Léo Le Bouter <lle-bout@zaclys.net> writes:

Toggle quote (6 lines)
> I think that probably replacing arbitrary paths in built binaries is a
> risky and maybe unreliable engineering choice and that mechanisms
> inside kernels should be preferred to give processes a different view
> of the file system (retaining the path but changing the contents of the
> folder).

I've had thoughts along these lines myself, but I don't think it can
work properly. The fundamental problem is that in general, each process
includes shared objects from many different Guix packages. There would
need to be a mechanism to determine, when looking up a file, which Guix
package that file lookup was originating from (or whether it was coming
from a file name provided by the user), in order to determine which
"view of the file system" to use for purposes of that lookup. There's
no way to determine this reliably.

For example, when Emacs stats a file, there's no way to automatically
determine which view of the file system to use for that file lookup. If
the file being stat'd is a file that the user asked to look at, it
should use the user's view of the file system. If Emacs is trying to
load one of its own dependent libraries, it should see the file system
view associated with the dependencies of Emacs. If some code in
GnuTLS's shared library (loaded by Emacs) performs a file lookup, it
should see the GnuTLS file system view. See the problem?
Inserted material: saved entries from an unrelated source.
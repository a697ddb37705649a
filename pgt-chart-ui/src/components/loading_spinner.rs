//! Loading indicator shown while trends and station metadata load.

use dioxus::prelude::*;

#[component]
pub fn LoadingSpinner() -> Element {
    rsx! {
        div {
            style: "display: flex; justify-content: center; align-items: center; padding: 40px; color: #666;",
            "Loading trends and station metadata..."
        }
    }
}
I've come to think that the Guix approach is the most "correct"
approach, given the APIs that our existing body of software was written
for. (If we rewrote our software from scratch with different APIs, we
would have more options here, but that would be crazy :)

Toggle quote (3 lines)
> OTOH, what would be wrong with replacing hashes directly without
> expecting them to be next to anything else?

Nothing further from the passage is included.